Zum Welternährungstag am 16. Oktober

Osnabrück, 15.10.2012 - Weltweit sind etwa 100 Millionen Kinder unter fünf Jahren unterernährt. Jeden Tag sterben schätzungsweise 6.500 Kleinkinder einen vermeidbaren Tod an Krankheiten wie Durchfall, Lungenentzündung oder Malaria – Krankheiten, die sich durch eine gesunde und ausgewogene Ernährung vermeiden oder lindern ließen. »Anlässlich des Welternährungstages fordern wir die Bundesregierung auf, in der eigenen und der internationalen Entwicklungszusammenarbeit verstärkt die kleinbäuerliche Nahrungsmittelproduktion in Entwicklungsländern zu fördern«, sagte Tanja Funkenberg, Gesundheitsexpertin von terre des hommes. »Lokal angebaute, nährstoffreiche Nahrungsmittel sind der beste Weg, um die Ernährung und Gesundheit der Kinder vor Ort sicherzustellen.«

Etwa 165 Millionen Kinder unter fünf Jahren sind ernährungsbedingt zu klein für ihr Alter. »Die schlechten Startchancen beginnen für viele Kinder in Afrika oder Indien bereits im Mutterleib«, so Tanja Funkenberg. »Eine untergewichtige schwangere Frau bringt häufig ein Kind mit zu geringem Geburtsgewicht auf die Welt.
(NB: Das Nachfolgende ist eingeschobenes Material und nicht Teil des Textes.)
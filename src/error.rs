//! Error types for loading design documents and settings

use std::path::PathBuf;

use thiserror::Error;

/// Errors that can occur while reading a design document
#[derive(Error, Debug)]
pub enum DocumentError {
    #[error("failed to read design document: {0}")]
    Io(#[from] std::io::Error),

    #[error("failed to parse design document JSON: {0}")]
    Json(#[from] serde_json::Error),
}

/// Errors that can occur while loading import settings
#[derive(Error, Debug)]
pub enum ConfigError {
    #[error("failed to read settings file {path}: {source}")]
    Io {
        path: PathBuf,
        source: std::io::Error,
    },

    #[error("failed to parse settings TOML: {0}")]
    Toml(#[from] toml::de::Error),
}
Sein Immunsystem ist anfällig für Infektionskrankheiten.« Wenn wichtige Nährstoffe fehlen, kann das zu unumkehrbaren Wachstumsstörungen oder Lernschwierigkeiten führen. Erkrankt zudem das Kind durch zum Beispiel unreines Wasser, so kann es nicht gegen den Infekt ankämpfen und stirbt ohne medizinische Versorgung an Durchfall. In den ersten 1.000 Lebenstagen ist die Ernährung für die weitere Entwicklung und die zukünftigen Lebenschancen eines Kindes von entscheidender Bedeutung. terre des hommes fördert deshalb zahlreiche Projekte, die wie beispielsweise in Simbabwe Basisgesundheitsversorgung mit Ernährungsberatung verbinden. »Neuerdings werden in manchen Ländern importierte Powerriegel verteilt, die Mangelernährung vorbeugen sollen. Dagegen sprechen wir uns entschieden aus, denn dies schafft Abhängigkeiten und hemmt die lokale Produktion«, erklärt Tanja Funkenberg.